MIDDLE EAST - As the last of the Middle Eastern summer fades away, is the region slipping into a new Arab spring? In Iraq, demonstrators are being shot dead in the streets. In Lebanon, protesters have paralysed the country and seem set to bring down the government of Prime Minister Saad al-Hariri. In recent weeks the Egyptian security forces crushed attempts to protest against the police state of President Abdul Fattah al-Sisi.
Iraq, Lebanon and Egypt have plenty of differences. But the protesters have grievances in common, and they are shared by millions of people, particularly the young, across the Arab Middle East. A rough approximation is that 60% of the region's population is under the age of 30. A young population can be a great asset to a country. But only if the economy, the educational system and the institutions of the state are functioning well enough to accommodate their needs, and with some exceptions that is not happening.

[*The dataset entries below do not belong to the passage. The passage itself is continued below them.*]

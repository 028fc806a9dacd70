//! Recursive group traversal
//!
//! Validation and translation both walk groups the same way: visit every
//! condition and nested group in order, then combine the children's results
//! at the enclosing group. `fold_group` is that walk, parameterized by a leaf
//! callback and a node callback.

use crate::condition::Condition;
use crate::group::{Group, GroupItem};
use std::fmt;

/// Position of a group inside a descriptor.
///
/// Indices are 1-based. The first index is the top-level group's position in
/// `QueryDescriptor::groups`; each following index is a nested group's
/// position inside its parent's `conditions`.
#[derive(Debug, Clone, PartialEq, Eq, Hash)]
pub struct GroupPath {
    indices: Vec<usize>,
}

impl GroupPath {
    pub fn root(index: usize) -> Self {
        Self {
            indices: vec![index],
        }
    }

    pub fn child(&self, index: usize) -> Self {
        let mut indices = Vec::with_capacity(self.indices.len() + 1);
        indices.extend_from_slice(&self.indices);
        indices.push(index);
        Self { indices }
    }

    /// Depth of the addressed group; top-level groups have depth 1
    pub fn depth(&self) -> usize {
        self.indices.len()
    }

    pub fn indices(&self) -> &[usize] {
        &self.indices
    }
}

/// Renders as `Group 2, Nested Group 1, Nested Group 3`
impl fmt::Display for GroupPath {
    fn fmt(&self, f: &mut fmt::Formatter<'_>) -> fmt::Result {
        for (position, index) in self.indices.iter().enumerate() {
            if position == 0 {
                write!(f, "Group {}", index)?;
            } else {
                write!(f, ", Nested Group {}", index)?;
            }
        }
        Ok(())
    }
}

/// Fold a group bottom-up.
///
/// `leaf` receives the enclosing group's path, the condition's 1-based position
/// in that group, and the condition. `node` receives the group's path, the
/// group, and the folded results of its children in order.
pub fn fold_group<'a, T, L, N>(group: &'a Group, path: &GroupPath, leaf: &mut L, node: &mut N) -> T
where
    L: FnMut(&GroupPath, usize, &'a Condition) -> T,
    N: FnMut(&GroupPath, &'a Group, Vec<T>) -> T,
{
    let mut children = Vec::with_capacity(group.conditions.len());

    for (position, item) in group.conditions.iter().enumerate() {
        let child = match item {
            GroupItem::Condition(condition) => leaf(path, position + 1, condition),
            GroupItem::Group(nested) => fold_group(nested, &path.child(position + 1), leaf, node),
        };
        children.push(child);
    }

    node(path, group, children)
}
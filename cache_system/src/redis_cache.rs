//! Redis-backed search cache
//!
//! Entries are stored as JSON strings with `SET EX`, so Redis handles expiry.

use crate::errors::CacheError;
use crate::search_cache::SearchCache;
use async_trait::async_trait;
use config::CacheConfig;
use redis::{AsyncCommands, Client};
use serde_json::Value;
use std::fmt::Debug;
use std::sync::Arc;
use tokio::sync::RwLock;

#[derive(Clone)]
pub struct RedisCache {
    client: Arc<Client>,
    prefix: String,
    ttl_seconds: u64,
    connection_pool: Arc<RwLock<Option<redis::aio::MultiplexedConnection>>>,
}

impl Debug for RedisCache {
    fn fmt(&self, f: &mut std::fmt::Formatter<'_>) -> std::fmt::Result {
        let connection_status = {
            match self.connection_pool.try_read() {
                Ok(pool) => {
                    if pool.is_some() {
                        "connected"
                    } else {
                        "no_connection"
                    }
                }
                Err(_) => "lock_error",
            }
        };

        f.debug_struct("RedisCache")
            .field("prefix", &self.prefix)
            .field("ttl_seconds", &self.ttl_seconds)
            .field("connected", &connection_status)
            .finish()
    }
}

impl RedisCache {
    /// Create a cache client; no connection is made until first use
    pub fn new(config: &CacheConfig) -> Result<Self, CacheError> {
        if config.ttl_seconds == 0 {
            return Err(CacheError::InvalidTtl(config.ttl_seconds));
        }

        let client = Client::open(config.redis_url.as_str())?;

        Ok(Self {
            client: Arc::new(client),
            prefix: config.key_prefix.clone(),
            ttl_seconds: config.ttl_seconds,
            connection_pool: Arc::new(RwLock::new(None)),
        })
    }

    /// Get or create Redis connection
    async fn get_connection(&self) -> Result<redis::aio::MultiplexedConnection, CacheError> {
        let mut pool = self.connection_pool.write().await;

        if pool.is_none() {
            let connection = self.client.get_multiplexed_async_connection().await?;
            *pool = Some(connection);
        }

        Ok(pool
            .as_ref()
            .ok_or_else(|| CacheError::Connection("Failed to get connection from pool".into()))?
            .clone())
    }

    fn query_pattern(&self) -> String {
        format!("{}:*:query:*", self.prefix)
    }

    /// Remaining TTL of a key in seconds (-2 when missing)
    pub async fn ttl(&self, key: &str) -> Result<i64, CacheError> {
        let mut conn = self.get_connection().await?;
        let ttl: i64 = conn.ttl(key).await?;
        Ok(ttl)
    }

    /// Ping Redis to check connectivity
    pub async fn ping(&self) -> Result<String, CacheError> {
        let mut conn = self.get_connection().await?;
        let pong: String = redis::cmd("PING").query_async(&mut conn).await?;
        Ok(pong)
    }
}

#[async_trait]
impl SearchCache for RedisCache {
    fn prefix(&self) -> &str {
        &self.prefix
    }

    async fn get(&self, key: &str) -> Result<Option<Value>, CacheError> {
        let mut conn = self.get_connection().await?;

        let cached_data: Option<String> = conn.get(key).await?;

        match cached_data {
            Some(json_str) => Ok(Some(serde_json::from_str(&json_str)?)),
            None => Ok(None),
        }
    }

    async fn set(&self, key: &str, value: &Value) -> Result<(), CacheError> {
        let json_str = serde_json::to_string(value)?;
        let mut conn = self.get_connection().await?;

        let _: () = conn.set_ex(key, &json_str, self.ttl_seconds).await?;
        Ok(())
    }

    async fn evict(&self, key: &str) -> Result<bool, CacheError> {
        let mut conn = self.get_connection().await?;

        let deleted: i32 = conn.del(key).await?;
        Ok(deleted > 0)
    }

    async fn clear(&self) -> Result<u64, CacheError> {
        let mut conn = self.get_connection().await?;

        let keys: Vec<String> = conn.keys(self.query_pattern()).await?;
        if keys.is_empty() {
            return Ok(0);
        }

        let deleted: u64 = conn.del(keys).await?;
        Ok(deleted)
    }
}

#[cfg(test)]
mod tests {
    use super::*;
    use serde_json::json;

    #[test]
    fn test_new_does_not_connect() {
        let config = CacheConfig::redis("redis://127.0.0.1:6379".to_string(), 60);
        let cache = RedisCache::new(&config).unwrap();

        assert_eq!(cache.prefix(), "querykit");
        assert!(format!("{:?}", cache).contains("no_connection"));
        assert_eq!(cache.query_pattern(), "querykit:*:query:*");
    }

    #[test]
    fn test_rejects_zero_ttl() {
        let config = CacheConfig::redis("redis://127.0.0.1:6379".to_string(), 0);
        assert!(matches!(RedisCache::new(&config), Err(CacheError::InvalidTtl(0))));
    }

    #[test]
    fn test_rejects_bad_url() {
        let config = CacheConfig::redis("not a url".to_string(), 60);
        assert!(RedisCache::new(&config).is_err());
    }

    #[test]
    fn test_keys_are_shared_with_memory_backend() {
        let config = CacheConfig::redis("redis://127.0.0.1:6379".to_string(), 60);
        let cache = RedisCache::new(&config).unwrap();
        let query = json!({"pagination": {"page": 1, "limit": 12}});

        assert_eq!(
            cache.key_for("car_listings", &query),
            crate::query_key("querykit", "car_listings", &query)
        );
    }
}
//! Convenience re-exports for common QueryKit usage
//!
//! ```rust
//! use querykit::prelude::*;
//! ```

pub use crate::core::SearchService;
pub use crate::errors::QueryKitError;

pub use config::{AppConfig, CacheConfig, DatabaseConfig, QueryConfig, RestConfig};

pub use query_model::prelude::*;

pub use query_executor::prelude::*;

pub use cache_system::prelude::*;

pub use tokio;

The young in Lebanon, Iraq, and elsewhere in the region are very often consumed by frustration that slips easily into rage. Two of the biggest complaints are against corruption and unemployment. One leads to another. Iraq ranks as one of the most corrupt countries in the world, according to a number of indices of worldwide corruption. Lebanon is slightly better, but not by much.
Corruption is a cancer. It eats away at ambition and hope for those who become its victims. The losers in a corrupt system can get very angry, very quickly when even the educated cannot get jobs, and they see small cliques lining their pockets. When the institutions of the state - the government, the courts and the police - are implicated, it is a sign that the entire system is failing. In both Lebanon and Iraq, demonstrators not only want their governments to resign. They also want the entire system of governance to be reformed or replaced.